This is the mail archive of the gdb@sources.redhat.com mailing list for the GDB project.


Index Nav: [Date Index] [Subject Index] [Author Index] [Thread Index]
Message Nav: [Date Prev] [Date Next] [Thread Prev] [Thread Next]
Other format: [Raw text]

Re: struct environment


On Fri, Sep 06, 2002 at 10:20:38AM -0700, David Carlton wrote:
> Daniel Jacobowitz <drow@mvista.com> writes:
> > On Thu, Sep 05, 2002 at 01:50:40PM -0700, David Carlton wrote:
> 
> >> So I want to add a type 'struct environment' to GDB.  It will be
> >> completely opaque, with a variety of internal implementations
> >> available (similar to the way that 'struct block' allows you to use
> >> either a hash table or a simple list of symbols) sharing a common
> >> external interface.  I want to start by converting 'struct block' over
> >> to using this, then converting the global environment over to using
> >> this, then (probably) 'struct type', and finally getting namespaces to
> >> work well.
> 
> > Why do you want to have multiple available implementations?  I think
> > the overhead for always hashing is small enough.  There are only two
> > reasons struct block allows hash tables or linked lists:
> >   - overloading of the meaning of that list to represent a list of
> >     function arguments, which is ordered
> >   - warts in mdebugread that I was not patient enough to overcome when
> >     I finally merged in hash table support
> 
> > I suppose the first reason is a legitimate one for multiple
> > implementations; we could mark an environment as 'ordered'.  Or we
> > could stop overloading the meaning of the list that way.  I don't know
> > which is better.
> 
> The global block in jv-lang.c may also pose similar problems to those
> in mdebugread.c, for what that's worth.  (I'm not sure: it might be
> cleaner than mdebugread.c.)  But you've basically put your finger on
> it: some blocks currently have a reason to be ordered, and some pieces
> of code try to construct the environments on the fly, growing them as
> necessary.  Which, incidentally, I don't think we should discourage:
> instead of requiring code to calculate the size of environments before
> building them, we might as well support environments that can be built
> incrementally and then finalized.  That way the common bookkeeping
> code gets moved into the environment stuff, so people don't have to
> keep on redoing it.

The question is whether those partial environments should be treated as
environments as all - do we even need to do lookups on them?  I believe
we never should.

> And there's another, even more important reason: the global
> environment (and, in the future, namespaces).  The global environment
> spans multiple files, uses lazy evaluation (i.e. partial_symbols), and
> there's even minimal_symbols to shoehorn in there somehow.  So it's
> going to need its own special implementation (which will be much more
> complicated than the implementations for blocks).

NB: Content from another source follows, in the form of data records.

impl Layer for IndexedDecompressFilter {
    fn name(&self) -> &str {
        "indexed_decompress"
    }

    fn thread_model(&self) -> ThreadModel {
        // Each connection owns its own `ZStream`/cache, but building the
        // index itself involves a single-pass scan that must not overlap
        // a second connection's scan the first time the export is opened.
        ThreadModel::SerializeRequests
    }

    fn open(&self, _next: &Next, _readonly: bool) -> Result<Handle> {
        Ok(Handle::new(ConnState { cache: Mutex::new(BlockCache::new()) }))
    }

    fn prepare(&self, next: &Next, _handle: &Handle) -> Result<()> {
        next.prepare()?;
        self.ensure_index(next)?;
        Ok(())
    }

    fn get_size(&self, next: &Next, _handle: &Handle) -> Result<u64> {
        self.check_compressed_size(next)?;
        let index = self.ensure_index(next)?;
        Ok(index.total_uncompressed_length)
    }

    fn can_write(&self, _next: &Next, _handle: &Handle) -> Result<bool> {
        Ok(false)
    }

    fn can_trim(&self, _next: &Next, _handle: &Handle) -> Result<bool> {
        Ok(false)
    }

    fn can_zero(&self, _next: &Next, _handle: &Handle) -> Result<bool> {
        Ok(false)
    }

    fn can_fast_zero(&self, _next: &Next, _handle: &Handle) -> Result<bool> {
        Ok(false)
    }

    fn can_extents(&self, _next: &Next, _handle: &Handle) -> Result<bool> {
        Ok(false)
    }

    fn pread(&self, next: &Next, handle: &Handle, buf: &mut [u8], offset: u64) -> Result<()> {
        let compressed_size = self.check_compressed_size(next)?;
        let index = self.ensure_index(next)?;
        let conn = handle.downcast_ref::<ConnState>();

        if let Some(cached) = conn.cache.lock().unwrap().get(offset) {
            if cached.len() == buf.len() {
                buf.copy_from_slice(&cached);
                return Ok(());
            }
        }

        let produced = extract(next, &index, compressed_size, offset, buf)?;
        if produced < buf.len() {
            return Err(ChainError::out_of_range("read past end of decompressed stream"));
        }
        conn.cache.lock().unwrap().put(offset, buf.to_vec());
        Ok(())
    }

    fn pwrite(
        &self,
        _next: &Next,
        _handle: &Handle,
        _buf: &[u8],
        _offset: u64,
        _fua: bool,
    ) -> Result<()> {
        Err(ChainError::read_only("decompressed export is read-only"))
    }

    fn trim(&self, _next: &Next, _handle: &Handle, _offset: u64, _len: u64, _fua: bool) -> Result<()> {
        Err(ChainError::read_only("decompressed export is read-only"))
    }

    fn zero(
        &self,
        _next: &Next,
        _handle: &Handle,
        _offset: u64,
        _len: u64,
        _fua: bool,
        _no_hole: bool,
    ) -> Result<()> {
        Err(ChainError::read_only("decompressed export is read-only"))
    }
}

This is why I don't like the environment == list-of-symbols thing.  An
environment may HAVE a list of symbols, but it is not its list of
symbols.  You shouldn't grow the list of symbols in the global
environment when a new file is added.  Instead you should associate a
new list of symbols with it.  Files can be removed as well as added,
remember.  We don't do that very well right now.

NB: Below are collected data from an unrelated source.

//! Terminal chain layers: the things that actually produce or consume
//! bytes. A plugin is a [`Layer`] like any other, but the chain
//! invariant requires it to override at least `get_size` and `pread` —
//! the default "forward to next" has nothing left to forward to.

use std::fs::{File, OpenOptions};
use std::io::{Read, Seek, SeekFrom, Write};
use std::path::{Path, PathBuf};
use std::sync::Mutex;

use crate::chain::{BlockSize, Extent, Handle, Layer, Next};
use crate::device_size::device_size;
use crate::error::{ChainError, ErrorKind, Result};

/// An in-memory export, mostly useful for tests and for `nbdkit-sparse`
/// style ephemeral scratch disks.
pub struct MemoryPlugin {
    writable: bool,
    data: Mutex<Vec<u8>>,
}

impl MemoryPlugin {
    pub fn new(data: Vec<u8>, writable: bool) -> Self {
        MemoryPlugin {
            writable,
            data: Mutex::new(data),
        }
    }
}

impl Layer for MemoryPlugin {
    fn name(&self) -> &str {
        "memory"
    }

    fn open(&self, _next: &Next, _readonly: bool) -> Result<Handle> {
        Ok(Handle::unit())
    }

    fn get_size(&self, _next: &Next, _handle: &Handle) -> Result<u64> {
        Ok(self.data.lock().unwrap().len() as u64)
    }

    fn can_write(&self, _next: &Next, _handle: &Handle) -> Result<bool> {
        Ok(self.writable)
    }

    fn can_flush(&self, _next: &Next, _handle: &Handle) -> Result<bool> {
        Ok(true)
    }

    fn can_zero(&self, _next: &Next, _handle: &Handle) -> Result<bool> {
        Ok(self.writable)
    }

    fn can_extents(&self, _next: &Next, _handle: &Handle) -> Result<bool> {
        Ok(true)
    }

    fn pread(&self, _next: &Next, _handle: &Handle, buf: &mut [u8], offset: u64) -> Result<()> {
        let data = self.data.lock().unwrap();
        let offset = offset as usize;
        let end = offset
            .checked_add(buf.len())
            .ok_or_else(|| ChainError::out_of_range("read past end of memory export"))?;
        if end > data.len() {
            return Err(ChainError::out_of_range("read past end of memory export"));
        }
        buf.copy_from_slice(&data[offset..end]);
        Ok(())
    }

    fn pwrite(
        &self,
        _next: &Next,
        _handle: &Handle,
        buf: &[u8],
        offset: u64,
        _fua: bool,
    ) -> Result<()> {
        if !self.writable {
            return Err(ChainError::read_only("memory export is read-only"));
        }
        let mut data = self.data.lock().unwrap();
        let offset = offset as usize;
        let end = offset
            .checked_add(buf.len())
            .ok_or_else(|| ChainError::out_of_range("write past end of memory export"))?;
        if end > data.len() {
            return Err(ChainError::out_of_range("write past end of memory export"));
        }
        data[offset..end].copy_from_slice(buf);
        Ok(())
    }

    fn zero(
        &self,
        _next: &Next,
        _handle: &Handle,
        offset: u64,
        len: u64,
        _fua: bool,
        _no_hole: bool,
    ) -> Result<()> {
        if !self.writable {
            return Err(ChainError::read_only("memory export is read-only"));
        }
        let mut data = self.data.lock().unwrap();
        let offset = offset as usize;
        let len = len as usize;
        let end = offset
            .checked_add(len)
            .ok_or_else(|| ChainError::out_of_range("zero past end of memory export"))?;
        if end > data.len() {
            return Err(ChainError::out_of_range("zero past end of memory export"));
        }
        data[offset..end].fill(0);
        Ok(())
    }

    fn flush(&self, _next: &Next, _handle: &Handle) -> Result<()> {
        Ok(())
    }

    fn extents(
        &self,
        _next: &Next,
        _handle: &Handle,
        offset: u64,
        len: u64,
        _req_one: bool,
    ) -> Result<Vec<Extent>> {
        // no sparseness tracking: one extent, always "allocated data".
        Ok(vec![Extent {
            offset,
            length: len,
            flags: 0,
        }])
    }
}

/// A regular-file-backed export: a sized region of a file opened once
/// per connection (`open` is cheap and stateless enough that we don't
/// bother sharing one handle across connections).
pub struct FilePlugin {
    path: PathBuf,
    writable: bool,
}

struct FileHandle(Mutex<File>);

impl FilePlugin {
    pub fn new(path: impl Into<PathBuf>, writable: bool) -> Self {
        FilePlugin {
            path: path.into(),
            writable,
        }
    }
}

impl Layer for FilePlugin {
    fn name(&self) -> &str {
        "file"
    }

    fn open(&self, _next: &Next, readonly: bool) -> Result<Handle> {
        let file = OpenOptions::new()
            .read(true)
            .write(self.writable && !readonly)
            .open(&self.path)?;
        Ok(Handle::new(FileHandle(Mutex::new(file))))
    }

    fn get_size(&self, _next: &Next, handle: &Handle) -> Result<u64> {
        let handle = handle.downcast_ref::<FileHandle>();
        let file = handle.0.lock().unwrap();
        Ok(device_size(&file)?)
    }

    fn can_write(&self, _next: &Next, _handle: &Handle) -> Result<bool> {
        Ok(self.writable)
    }

    fn can_flush(&self, _next: &Next, _handle: &Handle) -> Result<bool> {
        Ok(true)
    }

    fn can_trim(&self, _next: &Next, _handle: &Handle) -> Result<bool> {
        Ok(self.writable)
    }

    fn pread(&self, _next: &Next, handle: &Handle, buf: &mut [u8], offset: u64) -> Result<()> {
        let handle = handle.downcast_ref::<FileHandle>();
        let mut file = handle.0.lock().unwrap();
        file.seek(SeekFrom::Start(offset))?;
        file.read_exact(buf)?;
        Ok(())
    }

    fn pwrite(
        &self,
        _next: &Next,
        handle: &Handle,
        buf: &[u8],
        offset: u64,
        fua: bool,
    ) -> Result<()> {
        if !self.writable {
            return Err(ChainError::read_only("file export is read-only"));
        }
        let handle = handle.downcast_ref::<FileHandle>();
        let mut file = handle.0.lock().unwrap();
        file.seek(SeekFrom::Start(offset))?;
        file.write_all(buf)?;
        if fua {
            file.sync_data()?;
        }
        Ok(())
    }

    fn trim(&self, _next: &Next, _handle: &Handle, _offset: u64, _len: u64, _fua: bool) -> Result<()> {
        // no portable punch-hole via std; treat as a no-op hint like
        // nbdkit's file plugin does when fallocate/hole-punching is
        // unavailable.
        Ok(())
    }

    fn flush(&self, _next: &Next, handle: &Handle) -> Result<()> {
        let handle = handle.downcast_ref::<FileHandle>();
        handle.0.lock().unwrap().sync_data()?;
        Ok(())
    }

    fn extents(
        &self,
        _next: &Next,
        _handle: &Handle,
        offset: u64,
        len: u64,
        _req_one: bool,
    ) -> Result<Vec<Extent>> {
        Ok(vec![Extent {
            offset,
            length: len,
            flags: 0,
        }])
    }
}

/// A block-device-backed export, distinguished from [`FilePlugin`] only
/// in how its size is established — worth keeping separate because the
/// device-size probe (§6) is the part that's genuinely non-portable.
pub struct DevicePlugin {
    path: PathBuf,
    writable: bool,
}

impl DevicePlugin {
    pub fn new(path: impl Into<PathBuf>, writable: bool) -> Self {
        DevicePlugin {
            path: path.into(),
            writable,
        }
    }

    pub fn path(&self) -> &Path {
        &self.path
    }
}

impl Layer for DevicePlugin {
    fn name(&self) -> &str {
        "device"
    }

    fn open(&self, _next: &Next, readonly: bool) -> Result<Handle> {
        let file = OpenOptions::new()
            .read(true)
            .write(self.writable && !readonly)
            .open(&self.path)?;
        Ok(Handle::new(FileHandle(Mutex::new(file))))
    }

    fn get_size(&self, _next: &Next, handle: &Handle) -> Result<u64> {
        let handle = handle.downcast_ref::<FileHandle>();
        let file = handle.0.lock().unwrap();
        Ok(device_size(&file)?)
    }

    fn block_size(&self, _next: &Next, _handle: &Handle) -> Result<BlockSize> {
        Ok(BlockSize {
            min: 512,
            preferred: 4096,
            max: 32 * 1024 * 1024,
        })
    }

    fn can_write(&self, _next: &Next, _handle: &Handle) -> Result<bool> {
        Ok(self.writable)
    }

    fn can_flush(&self, _next: &Next, _handle: &Handle) -> Result<bool> {
        Ok(true)
    }

    fn is_rotational(&self, _next: &Next, _handle: &Handle) -> Result<bool> {
        Ok(false)
    }

    fn pread(&self, _next: &Next, handle: &Handle, buf: &mut [u8], offset: u64) -> Result<()> {
        let handle = handle.downcast_ref::<FileHandle>();
        let mut file = handle.0.lock().unwrap();
        file.seek(SeekFrom::Start(offset))?;
        file.read_exact(buf)?;
        Ok(())
    }

    fn pwrite(
        &self,
        _next: &Next,
        handle: &Handle,
        buf: &[u8],
        offset: u64,
        fua: bool,
    ) -> Result<()> {
        if !self.writable {
            return Err(ChainError::read_only("device export is read-only"));
        }
        let handle = handle.downcast_ref::<FileHandle>();
        let mut file = handle.0.lock().unwrap();
        file.seek(SeekFrom::Start(offset))?;
        file.write_all(buf)?;
        if fua {
            file.sync_data()?;
        }
        Ok(())
    }

    fn flush(&self, _next: &Next, handle: &Handle) -> Result<()> {
        let handle = handle.downcast_ref::<FileHandle>();
        handle.0.lock().unwrap().sync_data()?;
        Ok(())
    }
}

#[cfg(test)]
mod tests {
    use super::*;

    #[test]
    fn memory_plugin_rejects_writes_when_read_only() {
        let plugin = MemoryPlugin::new(vec![0u8; 16], false);
        let next = Next::new(&[], &[]);
        let handle = plugin.open(&next, false).unwrap();
        let err = plugin
            .pwrite(&next, &handle, &[1, 2, 3], 0, false)
            .unwrap_err();
        assert_eq!(err.kind(), ErrorKind::ReadOnly);
    }

    #[test]
    fn memory_plugin_round_trips_a_write() {
        let plugin = MemoryPlugin::new(vec![0u8; 16], true);
        let next = Next::new(&[], &[]);
        let handle = plugin.open(&next, false).unwrap();
        plugin.pwrite(&next, &handle, &[9, 9, 9], 4, false).unwrap();
        let mut buf = [0u8; 3];
        plugin.pread(&next, &handle, &mut buf, 4).unwrap();
        assert_eq!(buf, [9, 9, 9]);
    }
}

Search the archives of this list for:
  Date: 11 Jun 2001 12:55:42 -0400
  From: Daniel Berlin <dan@cgsoftware.com>
  Subject: [RFC] Symbol table improvements

for some other suggested reading on this topic.  I like this
architecture he describes, even if we're not quite ready for it yet.
We could be.

> At some point in the future, it might be possible to use a single
> implementation for everything; it would have to support:
> 
> * Growing as needed
> * Fast lookups
> * Being able to retrieve all entries in the order in which they were
>   added
> * Whatever extra cruft is necessary to support environments like the
>   global environment.
> 
> This is certainly possible (heaps solve the first two problems, for
> example), but I think moving over to a single implementation can and
> should be postponed until much later in the game.  It'll be easy
> enough to do, if desirable, once existing code gets converted over to
> using environments.

I don't see the benefit of maintaining order-added information in the
general case; we want it only for specific small lists.

> > I'm not sure if pointers to symbol entries are saved in the process
> > of constructing the list, which would make that hard; hopefully not.
> 
> > There is no reason to be concerned about performance of the finalize
> > method in this case.  If someone is concerned they can fix the way
> > mdebugread generates symbol lists so that it uses the same hash tables
> > everyone else does.
> 
> >> * There needs to be a way to add symbols to an environment while
> >> constructing it.  Maybe
> >> 
> >> void env_add_symbol(struct environment *, struct symbol *);
> 
> > Does there?  Right now most lists are constructed first into a pending
> > list, and only then hashed into an environment.
> 
> I was thinking of env_add_symbol as the way to hash the symbols into
> the environment.  I'll look at how the pending lists work; if all the
> code uses the same data structure, then of course there should be a
> constructor that takes the entire pending list rather than requiring
> each symbol to be added individually.

Look at buildsym.c:add_symbol_to_list, find_symbol_in_list, and
finish_block.

> > I'd rather not have to use growable hash tables.
> 
> Indeed.  On the other hand, as I mentioned above, it seems plausible
> to me that the responsibility for managing the lists of pending
> symbols should, in the future, be tranferred to environments rather
> than the code that builds the blocks.  So it seems plausible to me to

It already is centralized in buildsym, for all but the crufty readers.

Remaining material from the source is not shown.